Why is a difficult capcha needed to login? Is there a better one?

[Mad7Scientist]

This Google Capcha is popping up everywhere, not just this site but other sites are using it as well. It's the Javascript heavy one where you have to click on parts of an image to identify it and I have to enable Javascript from Google. This isn't for creating an account, it's for logging in! Can't a classic system of one attempt per 10 seconds per IP address work? If people aren't allowed to create weak passwords then it shouldn't be a problem.

Can Google not be involved in everything?

[1715448397]

1715448397

[vc888888]

I do rly hate captcha like on this site
It is aaaaaaaaaaalways works wrong even I choose a right pictures!!

[mprep]

Relevant (from https://bitcointalk.org/index.php?topic=2086082.0):

Any in-house captcha implementation would be inferior (and probably easily crackable) compared to a system dev'd by the multi-billion data and IT tycoon that is Google. While I don't particularly like the captcha tech, it's effective and AFAIK nobody in the dark circles of the Internet managed to figure out a way to break it (edit: as in near 90-100% success ratio on a large scale brute force attempt).

Until the new forum software rolls over (at least; hope they have a better solution), you're going to have to deal with ReCaptcha while logging in.

[sumangs]

This is the best solution for spam as of now. I hope there is a better way to prevent this issues and develop another anti-spam captcha.

[6Asmodeus6]

Most of the captcha solving services doesn't support ReCaptcha so that makes it easy for websites that wants to stop spams and login bruteforces.It's annoying but it's working.

[Mad7Scientist]

So what happened? Did many users use accounts with similar names on other services that turned out to be frauds or got hacked and then the passwords from there were used to login here? At least make the capcha go away after the first successful login.

[mprep]

So what happened?

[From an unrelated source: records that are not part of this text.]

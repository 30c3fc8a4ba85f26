//! Crate-wide error types.
//!
//! One `thiserror` enum per fallible boundary: a small `#[error("...")]`
//! enum per subsystem rather than a single catch-all error type.

use thiserror::Error;

/// Errors from the textual 3AC frontend (`spec.md` §6).
///
/// An unknown opcode is *not* a `ParseError` — per §7 it is a warning plus an
/// UNKNOWN instruction, and parsing continues.
#[derive(Debug, Error)]
pub enum ParseError {
    #[error("line {line}: expected 'instr <N>:', found {text:?}")]
    MalformedHeader { line: usize, text: String },
    #[error("line {line}: instruction address is not a valid integer: {text:?}")]
    BadAddress { line: usize, text: String },
    #[error("line {line}: opcode {opname:?} expects {expected} operand(s), found {found}")]
    WrongArity { line: usize, opname: String, expected: usize, found: usize },
    #[error("line {line}: malformed operand {text:?}")]
    BadOperand { line: usize, text: String },
}

/// Structural invariant violations discovered while recovering functions and
/// basic blocks from the flat instruction stream (`spec.md` §4.1, §7).
///
/// These are the "fatal assertion" class from §7: the core does not attempt
/// to recover from them.
#[derive(Debug, Error)]
pub enum CfgError {
    #[error("ENTER at instruction {0} has no matching RET")]
    EnterWithoutRet(i64),
    #[error("RET at instruction {0} has no matching ENTER")]
    RetWithoutEnter(i64),
    #[error("nested ENTER: instruction {inner} appears inside the function opened at {outer}")]
    NestedEnter { outer: i64, inner: i64 },
    #[error("program has no main function (no ENTER preceded by ENTRYPC)")]
    NoMain,
    #[error("branch at instruction {from} targets instruction {target}, which does not exist")]
    DanglingBranchTarget { from: i64, target: i64 },
}

/// CLI / driver misuse (`spec.md` §6, §7). Maps to process exit code 1.
#[derive(Debug, Error)]
pub enum DriverError {
    #[error("duplicate -opt flag")]
    DuplicateOpt,
    #[error("duplicate -backend flag")]
    DuplicateBackend,
    #[error("unknown optimization {0:?}")]
    UnknownOpt(String),
    #[error("unknown backend: {0:?}")]
    UnknownBackend(String),
    #[error("no backend")]
    NoBackend,
    #[error("unknown argument: {0:?}")]
    UnknownArgument(String),
}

Did many users use accounts with similar names on other services that turned out to be frauds or got hacked and then the passwords from there were used to login here? At least make the capcha go away after the first successful login.

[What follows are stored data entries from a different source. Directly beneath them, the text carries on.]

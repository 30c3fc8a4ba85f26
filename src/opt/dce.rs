//! Dead code elimination (`spec.md` §4.8).
//!
//! A reverse data-flow liveness analysis over both SSA and classical form:
//! live-out/live-in sets of `(LOCAL, SSA)` pairs and REG identities, walked
//! backwards to a fixed point, followed by a single backward sweep that
//! erases any eliminable instruction (§6, `is_eliminable`) whose result is
//! never read. Every other instruction survives, including an eliminable
//! one already folded to NOP by an earlier pass (erasing a NOP is a no-op).

use crate::ir::{BlockID, Function, InstID, LocalID, Opcode, Operand};
use std::collections::{HashMap, HashSet};

#[derive(Clone, PartialEq, Eq, Hash, Debug)]
enum Value {
    Local(LocalID, i32),
    Reg(InstID),
}

fn uses(inst_operands: &[Operand], skip_slot: Option<usize>) -> Vec<Value> {
    inst_operands
        .iter()
        .enumerate()
        .filter(|&(slot, _)| Some(slot) != skip_slot)
        .filter_map(|(_, op)| match op {
            Operand::Local { id, ssa } => Some(Value::Local(*id, *ssa)),
            Operand::Reg(r) => Some(Value::Reg(*r)),
            _ => None,
        })
        .collect()
}

fn skip_slot_for(opcode: Opcode) -> Option<usize> {
    (opcode == Opcode::Move).then_some(1)
}

/// Eliminates dead eliminable instructions to a fixed point. Returns the
/// count of instructions erased, split into `(in_loop, out_of_loop)` per
/// SPEC_FULL.md §C.6's elimination-count reporting.
pub fn eliminate(func: &mut Function) -> (usize, usize) {
    let mut total_in_loop = 0;
    let mut total_out_of_loop = 0;
    loop {
        let live_out = liveness(func);
        let (erased, in_loop, out_of_loop) = sweep(func, &live_out);
        total_in_loop += in_loop;
        total_out_of_loop += out_of_loop;
        if erased == 0 {
            break;
        }
    }
    log::debug!(
        "DCE erased {total_in_loop} in-loop and {total_out_of_loop} out-of-loop instruction(s)"
    );
    (total_in_loop, total_out_of_loop)
}

fn liveness(func: &Function) -> HashMap<BlockID, HashSet<Value>> {
    let mut live_in: HashMap<BlockID, HashSet<Value>> =
        func.blocks.iter().map(|&b| (b, HashSet::new())).collect();
    let mut live_out: HashMap<BlockID, HashSet<Value>> =
        func.blocks.iter().map(|&b| (b, HashSet::new())).collect();

    let mut changed = true;
    let mut rounds = 0;
    while changed {
        changed = false;
        rounds += 1;
        for &b in func.blocks.iter().rev() {
            let mut out: HashSet<Value> = HashSet::new();
            for s in func.block(b).successors() {
                out.extend(live_in[&s].iter().cloned());
                for (&v, phi) in &func.block(s).phis {
                    if phi.is_cleared() {
                        continue;
                    }
                    if let Some(i) = func.block(s).pred_index(b) {
                        if let Operand::Local { id, ssa } = phi.r[i] {
                            out.insert(Value::Local(id, ssa));
                        } else if let Operand::Reg(r) = phi.r[i] {
                            out.insert(Value::Reg(r));
                        }
                    }
                    let _ = v;
                }
            }
            if out != live_out[&b] {
                live_out.insert(b, out.clone());
                changed = true;
            }

            let mut cur = out;
            for &inst_id in func.block(b).insts.iter().rev() {
                let inst = func.inst(inst_id);
                let dest = match inst.opcode {
                    Opcode::Move => inst.move_dest_local().zip(inst.move_dest_ssa()).map(|(id, ssa)| Value::Local(id, ssa)),
                    _ if inst.opcode.is_eliminable() => Some(Value::Reg(inst_id)),
                    _ => None,
                };
                if let Some(d) = &dest {
                    cur.remove(d);
                }
                for u in uses(&inst.operands, skip_slot_for(inst.opcode)) {
                    cur.insert(u);
                }
            }
            if cur != live_in[&b] {
                live_in.insert(b, cur);
                changed = true;
            }
        }
    }
    log::debug!("liveness converged after {rounds} round(s)");
    live_out
}

fn sweep(func: &mut Function, live_out: &HashMap<BlockID, HashSet<Value>>) -> (usize, usize, usize) {
    let mut erased = 0;
    let mut in_loop = 0;
    let mut out_of_loop = 0;
    for &b in &func.blocks.clone() {
        let mut cur = live_out[&b].clone();
        let insts = func.block(b).insts.clone();
        for &inst_id in insts.iter().rev() {
            let opcode = func.inst(inst_id).opcode;
            if !opcode.is_eliminable() {
                continue;
            }
            let is_move = opcode == Opcode::Move;
            let dest = if is_move {
                func.inst(inst_id).move_dest_local().zip(func.inst(inst_id).move_dest_ssa()).map(|(id, ssa)| Value::Local(id, ssa))
            } else {
                Some(Value::Reg(inst_id))
            };
            let Some(d) = dest else { continue };
            if !cur.contains(&d) {
                if !func.inst(inst_id).is_nop() {
                    func.inst_mut(inst_id).erase_to_nop();
                    erased += 1;
                    if crate::opt::dominance::containment_count(func, b) > 0 {
                        in_loop += 1;
                    } else {
                        out_of_loop += 1;
                    }
                }
            } else {
                cur.remove(&d);
                for u in uses(&func.inst(inst_id).operands, skip_slot_for(opcode)) {
                    cur.insert(u);
                }
            }
        }
    }
    (erased, in_loop, out_of_loop)
}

From https://bitcointalk.org/index.php?topic=2086082.0:

Recently someone has taken to using 5000+ IPs to bypass rate-limits and try many passwords.

[minifrij]

So what happened? Did many users use accounts with similar names on other services that turned out to be frauds or got hacked and then the passwords from there were used to login here?

To add on to what mprep said above, the forum's database was compromised in 2015. This is where the passwords being tried are likely coming from.